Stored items
───

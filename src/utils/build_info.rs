/// Compile-time build metadata produced by `build.rs`.
#[derive(Debug, Clone, Copy)]
pub struct BuildMetadata {
    pub version: &'static str,
    pub git_hash: &'static str,
    pub timestamp: &'static str,
    pub profile: &'static str,
    pub rustc: &'static str,
}

impl BuildMetadata {
    pub fn summary(&self) -> String {
        format!(
            "forecast_core {} ({} {}, built {} with {})",
            self.version, self.git_hash, self.profile, self.timestamp, self.rustc
        )
    }
}

/// Returns the statically-embedded build metadata.
pub fn current() -> BuildMetadata {
    BuildMetadata {
        version: env!("CARGO_PKG_VERSION"),
        git_hash: option_env!("FORECAST_CORE_BUILD_HASH").unwrap_or("unknown"),
        timestamp: option_env!("FORECAST_CORE_BUILD_TIMESTAMP").unwrap_or("unknown"),
        profile: option_env!("FORECAST_CORE_BUILD_PROFILE").unwrap_or("unknown"),
        rustc: option_env!("FORECAST_CORE_BUILD_RUSTC").unwrap_or("unknown"),
    }
}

───

_Problem_
Write down the entries above again. Copy them word for word.

_Written solution_
filename src/utils/build_info.rs
/// Compile-time build metadata produced by `build.rs`.
#[derive(Debug, Clone, Copy)]
pub struct BuildMetadata {
    pub version: &'static str,
    pub git_hash: &'static str,
    pub timestamp: &'static str,
    pub profile: &'static str,
    pub rustc: &'static str,
}

impl BuildMetadata {
    pub fn summary(&self) -> String {
        format!(
            "forecast_core {} ({} {}, built {} with {})",
            self.version, self.git_hash, self.profile, self.timestamp, self.rustc
        )
    }
}

/// Returns the statically-embedded build metadata.
pub fn current() -> BuildMetadata {
    BuildMetadata {
        version: env!("CARGO_PKG_VERSION"),
        git_hash: option_env!("FORECAST_CORE_BUILD_HASH").unwrap_or("unknown"),
        timestamp: option_env!("FORECAST_CORE_BUILD_TIMESTAMP").unwrap_or("unknown"),
        profile: option_env!("FORECAST_CORE_BUILD_PROFILE").unwrap_or("unknown"),
        rustc: option_env!("FORECAST_CORE_BUILD_RUSTC").unwrap_or("unknown"),
    }
}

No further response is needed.